Maybe I'm betting cynical, but I never take it that until it's A: been checked over by Bosch themselves, or B: replaced, then it's fully tested. Too many years of Lucas/Triumph electrics I guess!

Mike

Your right to be cynical Mike, I always am. The ICV is brand new so is the temp sensor and the afm is a reconditioned unit. Only thing left is the ECU.

Anybody got a spare I can try out on a sale or return basis?
 
Chris I sympathise with you, my own S2 has done this for the past seven years. No-one has been able to get to the bottom of it, though the ISV is most likely but requires the intake manifold to be removedso we've lived with it. After 30 secs of running it idles fine[8|]

I now think of it as a quirk of the car. It'll get fixed when the Ninemeister custom intake and supercharger get fitted (circa 2015)
 
I got mine off on the cab without removing the manifold. More importantly I got it back on too. I had to remove one rubber pipe, that was all.
 

ORIGINAL: pikey7

Chris, Did you check that electrical connection at the ISV?

Mike

Mike

I,ve just checked the connection. Mines only got two pins one is 0V the other is permanantly at +12V does this sound right?

 
Wow. Not sure Chris. Let me do some reading up on it. On first impression, the 0v would be a ground but permanently at 12V should mean something is open permanently or closed. If you have low idle, I would say closed.! Did you take the measurments once the engine had warmed up too?

I'll get back to you.
 
Idle speed valve should have 3 conections. Earth centre and +12 applied to one end to open, other to close - supplied directly by the DME control module.
 
Rick, that's on our 8V cars. I'm not sure if the 16V had something different. Maybe a spring open solenoid or something? Hence I wanted a bit of time to check with the manuals & things.
 
Idle speed valve should have 3 conections

My 'S' had a 2 pin connector. They sent me the three pin connector unit which I returned and the correct two pin one was supplied. This was the first two pin one they had ever seen. The S2 may also have this unit. One to earth and one back to the DME control unit. On the three pin units two wires return to the DME 'control unit.

Information obtained from wiring diagrams.
 
Thanks Mikie. I've dropped the ball on my 16V wiring diagrams. Good to know it only has two connections.
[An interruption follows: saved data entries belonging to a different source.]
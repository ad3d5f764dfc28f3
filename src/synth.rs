//! Tone generation - deterministic sine wave sample source
//!
//! Produces a lazy, infinite sequence of interleaved PCM frames. Key
//! properties:
//! - Phase accumulator wrapped into [0, 2π) so it never grows without bound,
//!   even over arbitrarily long sessions
//! - Pure functions of generator state (no side effects beyond the phase)
//! - Zero allocations per frame, safe to drive from any thread

use crate::config::ToneConfig;

/// Full circle in radians
pub const TWO_PI: f32 = std::f32::consts::TAU;

/// Sine tone generator with a wrapped phase accumulator.
///
/// The generator is non-restartable: each call yields the next value of the
/// infinite sequence. Restarting playback from the beginning requires an
/// explicit [`ToneGenerator::reset`].
#[derive(Debug, Clone)]
pub struct ToneGenerator {
    /// Current phase angle in [0, 2π)
    phase: f32,
    /// Phase advance per frame: 2π · frequency / sample_rate
    phase_delta: f32,
    /// Peak amplitude in [0.0, 1.0]
    amplitude: f32,
    /// Interleaved channels per frame
    channel_count: usize,
}

impl ToneGenerator {
    /// Create a generator for the given tone at `sample_rate_hz`.
    pub fn new(tone: ToneConfig, sample_rate_hz: u32, channel_count: u16) -> Self {
        Self {
            phase: 0.0,
            phase_delta: TWO_PI * tone.frequency_hz / sample_rate_hz as f32,
            amplitude: tone.amplitude.clamp(0.0, 1.0),
            channel_count: channel_count as usize,
        }
    }

    /// Interleaved channels per frame
    #[inline]
    pub fn channel_count(&self) -> usize {
        self.channel_count
    }

    /// Current phase angle in [0, 2π)
    #[inline]
    pub fn phase(&self) -> f32 {
        self.phase
    }

    /// Rewind the phase accumulator to the start of the waveform.
    pub fn reset(&mut self) {
        self.phase = 0.0;
    }

    /// Write the next interleaved frame into `frame` and advance the phase.
    ///
    /// Every channel of the frame receives the same sample value. The slice
    /// length must equal the channel count.
    #[inline]
    pub fn next_frame(&mut self, frame: &mut [f32]) {
        debug_assert_eq!(frame.len(), self.channel_count);

        let value = self.amplitude * self.phase.sin();
        for sample in frame.iter_mut() {
            *sample = value;
        }

        self.phase += self.phase_delta;
        // Wrap into [0, 2π) to keep float precision stable over long runs
        if self.phase >= TWO_PI {
            self.phase -= TWO_PI;
        }
    }

    /// Fill `dest` with whole interleaved frames.
    ///
    /// `dest.len()` must be a multiple of the channel count.
    pub fn fill(&mut self, dest: &mut [f32]) {
        debug_assert_eq!(dest.len() % self.channel_count, 0);
        for frame in dest.chunks_exact_mut(self.channel_count) {
            self.next_frame(frame);
        }
    }
}

/// Convert a float sample in [-1.0, 1.0] to a 16-bit PCM sample.
///
/// Out-of-range input is clamped; the scaled value is rounded, not
/// truncated, so e.g. 0.5 maps to 16384 rather than 16383.
#[inline]
pub fn sample_to_i16(sample: f32) -> i16 {
    (sample.clamp(-1.0, 1.0) * 32767.0).round() as i16
}

/// Convert an interleaved f32 buffer to 16-bit PCM in place of `dest`.
///
/// Both slices must have the same length. Real-time safe: no allocation,
/// bounded time.
#[inline]
pub fn convert_to_i16(src: &[f32], dest: &mut [i16]) {
    debug_assert_eq!(src.len(), dest.len());
    for (d, &s) in dest.iter_mut().zip(src.iter()) {
        *d = sample_to_i16(s);
    }
}

#[cfg(test)]
mod tests {
    use super::*;

    fn tone(frequency_hz: f32, amplitude: f32) -> ToneConfig {
        ToneConfig {
            frequency_hz,
            amplitude,
        }
    }

    #[test]
    fn test_first_frame_is_silence_at_zero_phase() {
        let mut gen = ToneGenerator::new(tone(440.0, 0.5), 44_100, 1);
        let mut frame = [1.0_f32];
        gen.next_frame(&mut frame);
        assert_eq!(sample_to_i16(frame[0]), 0, "sin(0) must map to 0");
    }

    #[test]
    fn test_quarter_cycle_reaches_half_scale() {
        // 440 Hz at 44.1 kHz: phase π/2 lands near frame 25
        let mut gen = ToneGenerator::new(tone(440.0, 0.5), 44_100, 1);
        let mut frame = [0.0_f32];
        let mut peak = 0_i16;
        for _ in 0..=25 {
            gen.next_frame(&mut frame);
            peak = peak.max(sample_to_i16(frame[0]));
        }
        assert!(
            (peak - 16_384).abs() <= 1,
            "quarter cycle should reach round(0.5 * 32767) = 16384 +/- 1, got {}",
            peak
        );
    }

    #[test]
    fn test_phase_stays_wrapped_over_long_runs() {
        // Property from the wrap invariant: after any number of frames the
        // phase remains inside [0, 2π)
        let rates = [8_000_u32, 44_100, 48_000];
        let freqs = [1.0_f32, 440.0, 3_999.0];

        for &rate in &rates {
            for &freq in &freqs {
                if freq >= rate as f32 / 2.0 {
                    continue;
                }
                let mut gen = ToneGenerator::new(tone(freq, 1.0), rate, 1);
                let mut frame = [0.0_f32];
                for _ in 0..1_000_000 {
                    gen.next_frame(&mut frame);
                }
                assert!(
                    (0.0..TWO_PI).contains(&gen.phase()),
                    "phase {} escaped [0, 2pi) at {} Hz / {} Hz",
                    gen.phase(),
                    freq,
                    rate
                );
            }
        }
    }

    #[test]
    fn test_stereo_frames_duplicate_the_sample() {
        let mut gen = ToneGenerator::new(tone(440.0, 0.8), 44_100, 2);
        let mut buf = [0.0_f32; 64];
        gen.fill(&mut buf);
        for frame in buf.chunks_exact(2) {
            assert_eq!(frame[0], frame[1], "left and right must match");
        }
    }

    #[test]
    fn test_reset_restarts_the_sequence() {
        let mut gen = ToneGenerator::new(tone(440.0, 0.5), 44_100, 1);
        let mut first = [0.0_f32; 32];
        gen.fill(&mut first);

        gen.reset();
        let mut second = [0.0_f32; 32];
        gen.fill(&mut second);

        assert_eq!(first, second, "reset must rewind to the same sequence");
    }

    #[test]
    fn test_amplitude_is_clamped() {
        let mut gen = ToneGenerator::new(tone(440.0, 4.0), 44_100, 1);
        let mut buf = [0.0_f32; 2048];
        gen.fill(&mut buf);
        for &s in &buf {
            assert!((-1.0..=1.0).contains(&s), "sample {} out of range", s);
        }
    }

    #[test]
    fn test_sample_to_i16_rounds_at_boundaries() {
        assert_eq!(sample_to_i16(0.0), 0);
        assert_eq!(sample_to_i16(1.0), 32_767);
        assert_eq!(sample_to_i16(-1.0), -32_767);
        assert_eq!(sample_to_i16(0.5), 16_384); // rounds, does not truncate
        // Clamping at the representable range
        assert_eq!(sample_to_i16(2.0), 32_767);
        assert_eq!(sample_to_i16(-2.0), -32_767);
    }

    #[test]
    fn test_convert_to_i16_buffer() {
        let src = [0.0_f32, 0.5, -0.5, 1.0];
        let mut dest = [0_i16; 4];
        convert_to_i16(&src, &mut dest);
        assert_eq!(dest, [0, 16_384, -16_384, 32_767]);
    }
}
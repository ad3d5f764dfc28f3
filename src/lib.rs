//! tinyaudio - minimal low-latency PCM tone playback engine
//!
//! A generation thread synthesizes interleaved f32 frames into a lock-free
//! SPSC ring; a platform backend (oboe on Android, cpal on desktop, or a
//! push loop for headless/offline output) drains the ring from its render
//! context. Underruns render silence, hardware faults surface through a
//! non-blocking event channel, and nothing in the render path allocates,
//! locks, or blocks.
//!
//! Quick start:
//!
//! ```no_run
//! use tinyaudio::api;
//!
//! api::start_tone()?;            // 440 Hz on the default output device
//! std::thread::sleep(std::time::Duration::from_secs(2));
//! api::stop_tone()?;
//! api::shutdown()?;
//! # Ok::<(), tinyaudio::error::AudioError>(())
//! ```

pub mod api;
pub mod config;
pub mod engine;
pub mod error;
pub mod ring;
pub mod synth;

pub use config::{AudioFormat, EngineConfig, SampleFormat, ToneConfig};
pub use engine::{EngineEvent, PlaybackEngine, SessionState};
pub use error::AudioError;

/// Install the process-wide tracing subscriber. Safe to call repeatedly;
/// only the first call takes effect.
#[cfg(not(target_os = "android"))]
pub fn init_logging() {
    let _ = tracing_subscriber::fmt::try_init();
}

/// Install the process-wide tracing subscriber, routed to logcat.
#[cfg(target_os = "android")]
pub fn init_logging() {
    use tracing_subscriber::layer::SubscriberExt;
    use tracing_subscriber::util::SubscriberInitExt;

    if let Ok(layer) = tracing_android::layer("tinyaudio") {
        let _ = tracing_subscriber::registry().with(layer).try_init();
    }
}
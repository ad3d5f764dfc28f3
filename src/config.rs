//! Engine configuration: audio format, tone parameters, buffer sizing
//!
//! Configuration can be loaded from a JSON file for quick experimentation
//! without recompiling; missing or invalid files fall back to defaults.
//! The format is fixed for the lifetime of a playback session.

use serde::{Deserialize, Serialize};
use std::fs;
use std::path::Path;

use crate::error::AudioError;

/// Sample encoding delivered to the hardware
#[derive(Debug, Clone, Copy, PartialEq, Eq, Serialize, Deserialize)]
#[serde(rename_all = "snake_case")]
pub enum SampleFormat {
    Int16,
    Float32,
}

/// Fixed per-session output format
#[derive(Debug, Clone, Copy, PartialEq, Eq, Serialize, Deserialize)]
pub struct AudioFormat {
    /// Sample rate in Hz
    pub sample_rate_hz: u32,
    /// Interleaved channel count (1 = mono, 2 = stereo)
    pub channel_count: u16,
    /// Sample encoding at the device boundary
    pub sample_format: SampleFormat,
}

impl Default for AudioFormat {
    fn default() -> Self {
        Self {
            sample_rate_hz: 44_100,
            channel_count: 1,
            sample_format: SampleFormat::Int16,
        }
    }
}

impl AudioFormat {
    /// Validate the format before a session opens a device.
    ///
    /// # Errors
    /// Returns `UnsupportedFormat` for a zero sample rate or a channel
    /// count other than 1 or 2.
    pub fn validate(&self) -> Result<(), AudioError> {
        if self.sample_rate_hz == 0 {
            return Err(AudioError::UnsupportedFormat {
                details: "sample rate must be greater than 0".to_string(),
            });
        }
        if self.channel_count == 0 || self.channel_count > 2 {
            return Err(AudioError::UnsupportedFormat {
                details: format!(
                    "channel count must be 1 or 2 (got {})",
                    self.channel_count
                ),
            });
        }
        Ok(())
    }
}

/// Tone generator parameters
#[derive(Debug, Clone, Copy, Serialize, Deserialize)]
pub struct ToneConfig {
    /// Tone frequency in Hz (must stay below sample_rate / 2)
    pub frequency_hz: f32,
    /// Peak amplitude in [0.0, 1.0]
    pub amplitude: f32,
}

impl Default for ToneConfig {
    fn default() -> Self {
        Self {
            frequency_hz: 440.0,
            amplitude: 0.5,
        }
    }
}

/// Complete playback engine configuration
#[derive(Debug, Clone, Serialize, Deserialize)]
pub struct EngineConfig {
    pub format: AudioFormat,
    pub tone: ToneConfig,
    /// Ring buffer capacity in frames; must be at least twice the
    /// backend's maximum callback request, or start() refuses to run
    pub ring_frames: usize,
    /// Frames generated per producer iteration
    pub chunk_frames: usize,
}

impl Default for EngineConfig {
    fn default() -> Self {
        Self {
            format: AudioFormat::default(),
            tone: ToneConfig::default(),
            ring_frames: 8192,
            chunk_frames: 1024,
        }
    }
}

impl EngineConfig {
    /// Load configuration from a JSON file
    ///
    /// # Returns
    /// The parsed configuration, or defaults if the file is missing or
    /// cannot be parsed.
    pub fn load_from_file<P: AsRef<Path>>(path: P) -> Self {
        match fs::read_to_string(&path) {
            Ok(contents) => match serde_json::from_str(&contents) {
                Ok(config) => {
                    log::info!("[Config] Loaded configuration from {:?}", path.as_ref());
                    config
                }
                Err(err) => {
                    log::warn!(
                        "[Config] Failed to parse JSON from {:?}: {}. Using defaults.",
                        path.as_ref(),
                        err
                    );
                    Self::default()
                }
            },
            Err(err) => {
                log::warn!(
                    "[Config] Failed to read config file {:?}: {}. Using defaults.",
                    path.as_ref(),
                    err
                );
                Self::default()
            }
        }
    }
}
Chris, unfortunately, I can't find a test for this one. Like I said though, In my (small) mind, the voltage output from the harness should change as the car warms up. That should then operate the solenoid in the ISV. If there is no change, then I would suggest either the temp sensor is faulty (though you say you've replaced it), the TS is connected wrong, there is a broken wire somewhere in the TS or ISV circuits, or the ECU is giving you trouble.

Mike
 
On the 8v cars there is a link in the plug under the flat round cover near the bulkhead that disables the ISV for when you are setting the tickover. Might be interesting to try a bypass and see if it makes any difference. IIRC the idle adjustment screw on the 8valves has an o-ring on it that can get damaged and cause a leak (or the screw fall out), if the mixture, idle speed etc. were set with it warm and leaking could you have issues when cold?